> _Exercise brief_
The answer must consist of every line from the data that holds the string "CharacterData".

Collected data entries
◇ ◇ ◇ ◇ ◇
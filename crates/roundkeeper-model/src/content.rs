//! Loaded content definitions.
//!
//! These are the shapes game data arrives in. Reading them from disk is
//! somebody else's job; the session only consumes already-deserialized
//! values. Every type derives `Deserialize` with defaults for optional
//! fields, so partial data files deserialize cleanly.

use serde::{Deserialize, Serialize};

/// Problems found while resolving a definition.
#[derive(Debug, Clone, Copy, PartialEq, Eq, Serialize, Deserialize)]
#[serde(rename_all = "lowercase")]
pub enum FigureError {
    /// The named character or monster does not exist in any edition.
    /// A placeholder definition was substituted.
    Unknown,
    /// The figure's ability deck could not be found.
    Deck,
}

/// Maximum health of a character at one level.
#[derive(Debug, Clone, PartialEq, Eq, Serialize, Deserialize)]
pub struct CharacterStat {
    pub level: u32,
    pub health: i32,
}

#[derive(Debug, Clone, PartialEq, Serialize, Deserialize)]
pub struct CharacterData {
    pub name: String,
    #[serde(default)]
    pub edition: String,
    #[serde(default)]
    pub stats: Vec<CharacterStat>,
    /// Ability deck name; empty means the deck shares the character's name.
    #[serde(default)]
    pub deck: String,
    #[serde(default)]
    pub errors: Vec<FigureError>,
}

impl CharacterData {
    /// A definition with the same maximum health at every level.
    pub fn new(name: impl Into<String>, edition: impl Into<String>, health: i32) -> Self {
        Self {
            name: name.into(),
            edition: edition.into(),
            stats: vec![CharacterStat { level: 1, health }],
            deck: String::new(),
            errors: Vec::new(),
        }
    }

    /// Maximum health at `level`: the stat for the highest defined level
    /// not above it, falling back to the first stat, or 0 without stats.
    pub fn max_health(&self, level: u32) -> i32 {
        self.stats
            .iter()
            .filter(|s| s.level <= level)
            .max_by_key(|s| s.level)
            .or_else(|| self.stats.first())
            .map_or(0, |s| s.health)
    }
}

#[derive(Debug, Clone, PartialEq, Serialize, Deserialize)]
pub struct MonsterData {
    pub name: String,
    #[serde(default)]
    pub edition: String,
    #[serde(default)]
    pub deck: String,
    #[serde(default)]
    pub boss: bool,
    #[serde(default)]
    pub errors: Vec<FigureError>,
}

impl MonsterData {
    pub fn new(name: impl Into<String>, edition: impl Into<String>) -> Self {
        Self {
            name: name.into(),
            edition: edition.into(),
            deck: String::new(),
            boss: false,
            errors: Vec::new(),
        }
    }
}

#[derive(Debug, Clone, PartialEq, Eq, Serialize, Deserialize)]
pub struct ObjectiveData {
    #[serde(default)]
    pub name: String,
    pub health: i32,
    #[serde(default)]
    pub escort: bool,
    #[serde(default)]
    pub initiative: u32,
}

impl ObjectiveData {
    pub fn new(name: impl Into<String>, health: i32) -> Self {
        Self {
            name: name.into(),
            health,
            escort: false,
            initiative: 0,
        }
    }
}

/// One ability card. Only the initiative matters for turn order.
#[derive(Debug, Clone, PartialEq, Eq, Serialize, Deserialize)]
pub struct Ability {
    pub initiative: u32,
    #[serde(default)]
    pub shuffle: bool,
}

#[derive(Debug, Clone, PartialEq, Eq, Serialize, Deserialize)]
pub struct DeckData {
    pub name: String,
    #[serde(default)]
    pub edition: String,
    #[serde(default)]
    pub abilities: Vec<Ability>,
}

#[derive(Debug, Clone, PartialEq, Eq, Serialize, Deserialize)]
pub struct ScenarioData {
    pub index: String,
    #[serde(default)]
    pub name: String,
    pub edition: String,
    /// Names of the monster types that appear.
    #[serde(default)]
    pub monsters: Vec<String>,
    #[serde(default)]
    pub objectives: Vec<ObjectiveData>,
    /// A user-defined scenario with no backing edition content.
    #[serde(default)]
    pub custom: bool,
}

/// A section unlocked mid-scenario; adds more monsters and objectives.
#[derive(Debug, Clone, PartialEq, Eq, Serialize, Deserialize)]
pub struct SectionData {
    pub index: String,
    #[serde(default)]
    pub name: String,
    pub edition: String,
    #[serde(default)]
    pub monsters: Vec<String>,
    #[serde(default)]
    pub objectives: Vec<ObjectiveData>,
}

/// All content of one edition.
#[derive(Debug, Clone, Default, PartialEq, Serialize, Deserialize)]
pub struct EditionData {
    pub edition: String,
    /// Editions whose content may be used alongside this one.
    #[serde(default)]
    pub extensions: Vec<String>,
    #[serde(default)]
    pub characters: Vec<CharacterData>,
    #[serde(default)]
    pub monsters: Vec<MonsterData>,
    #[serde(default)]
    pub decks: Vec<DeckData>,
    #[serde(default)]
    pub scenarios: Vec<ScenarioData>,
    #[serde(default)]
    pub sections: Vec<SectionData>,
}

#[cfg(test)]
mod tests {
    use super::*;

    #[test]
    fn test_max_health_picks_highest_level_not_above() {
        let data = CharacterData {
            stats: vec![
                CharacterStat { level: 1, health: 10 },
                CharacterStat { level: 2, health: 12 },
                CharacterStat { level: 3, health: 14 },
            ],
            ..CharacterData::new("brute", "gh", 0)
        };
        assert_eq!(data.max_health(2), 12);
        assert_eq!(data.max_health(9), 14);
        assert_eq!(data.max_health(0), 10);
    }

    #[test]
    fn test_max_health_without_stats_is_zero() {
        let data = CharacterData {
            stats: Vec::new(),
            ..CharacterData::new("ghost", "gh", 0)
        };
        assert_eq!(data.max_health(4), 0);
    }

    #[test]
    fn test_edition_deserializes_with_defaults() {
        let json = r#"{
            "edition": "gh",
            "monsters": [{ "name": "bandit-guard" }],
            "scenarios": [{ "index": "1", "edition": "gh", "monsters": ["bandit-guard"] }]
        }"#;
        let edition: EditionData = serde_json::from_str(json).unwrap();
        assert_eq!(edition.edition, "gh");
        assert!(edition.extensions.is_empty());
        assert_eq!(edition.monsters[0].name, "bandit-guard");
        assert!(!edition.scenarios[0].custom);
        assert!(edition.scenarios[0].objectives.is_empty());
    }
}
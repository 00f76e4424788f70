//! # Roundkeeper
//!
//! Turn-order and round-phase engine for cooperative tabletop companion
//! apps.
//!
//! Roundkeeper tracks who acts when: it sorts the figures at the table,
//! moves the round between its Preparation and Execution phases, walks a
//! turn pointer through the roster, and ages the shared element tokens.
//! Game content (which status effects exist, how monster decks draw)
//! plugs in through the collaborator traits.
//!
//! ## Quick Start
//!
//! ```rust,ignore
//! use roundkeeper::prelude::*;
//!
//! let catalog = roundkeeper::content::catalog_from_json(EDITIONS_JSON)?;
//! let mut tables = TableManager::new(Arc::new(catalog), TableConfig::default());
//! let table = tables.get(tables.create_table(Collaborators::default()))?;
//!
//! let brute = table.add_character("brute", "gh", 1).await?;
//! table.set_initiative(brute, 17).await?;
//! table.advance_phase().await?;
//! ```

pub mod content;
mod error;
pub mod logging;

pub use error::RoundkeeperError;

pub mod prelude {
    pub use std::sync::Arc;

    pub use roundkeeper_engine::{
        Catalog, ConditionLifecycle, ElementPool, ElementState, EngineConfig, EngineError,
        Labels, NoConditions, Phase, PhaseTransition, RawLabels, RosterCollaborator, Session,
    };
    pub use roundkeeper_model::{
        Afflicted, Character, CharacterData, ConditionState, EditionData, Element,
        EntityCondition, Figure, FigureId, Monster, MonsterData, MonsterEntity, MonsterType,
        Objective, ObjectiveData, ScenarioData, SectionData, Summon, TableId, TurnState,
    };
    pub use roundkeeper_table::{
        Collaborators, SnapshotSender, TableConfig, TableError, TableHandle, TableManager,
        TableSnapshot,
    };

    pub use crate::RoundkeeperError;
}
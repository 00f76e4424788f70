//! Unified error type for Roundkeeper.

use roundkeeper_engine::EngineError;
use roundkeeper_table::TableError;

/// Top-level error that wraps all crate-specific errors.
///
/// The `#[from]` attribute on each variant generates the `From` impls, so
/// `?` converts layer errors automatically.
#[derive(Debug, thiserror::Error)]
pub enum RoundkeeperError {
    /// The session rejected an operation (unknown figure, missing edition).
    #[error(transparent)]
    Engine(#[from] EngineError),

    /// A table could not be reached or was busy.
    #[error(transparent)]
    Table(#[from] TableError),

    /// Content definitions failed to parse.
    #[error("invalid content: {0}")]
    Content(#[from] serde_json::Error),
}
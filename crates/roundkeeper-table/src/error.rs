//! Error types for the table layer.

use roundkeeper_engine::EngineError;
use roundkeeper_model::TableId;

/// Errors that can occur during table operations.
#[derive(Debug, thiserror::Error)]
pub enum TableError {
    /// The table does not exist.
    #[error("table {0} not found")]
    NotFound(TableId),

    /// A phase transition is still settling; the trigger was dropped.
    #[error("table {0} is busy")]
    Busy(TableId),

    /// The table's command channel is closed.
    #[error("table {0} is unavailable")]
    Unavailable(TableId),

    /// The session rejected the command.
    #[error(transparent)]
    Engine(#[from] EngineError),
}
◇ ◇ ◇ ◇ ◇
> _Reply_
pub struct CharacterData {
impl CharacterData {
    pub characters: Vec<CharacterData>,
        let data = CharacterData {
            ..CharacterData::new("brute", "gh", 0)
        let data = CharacterData {
            ..CharacterData::new("ghost", "gh", 0)
        Afflicted, Character, CharacterData, ConditionState, EditionData, Element,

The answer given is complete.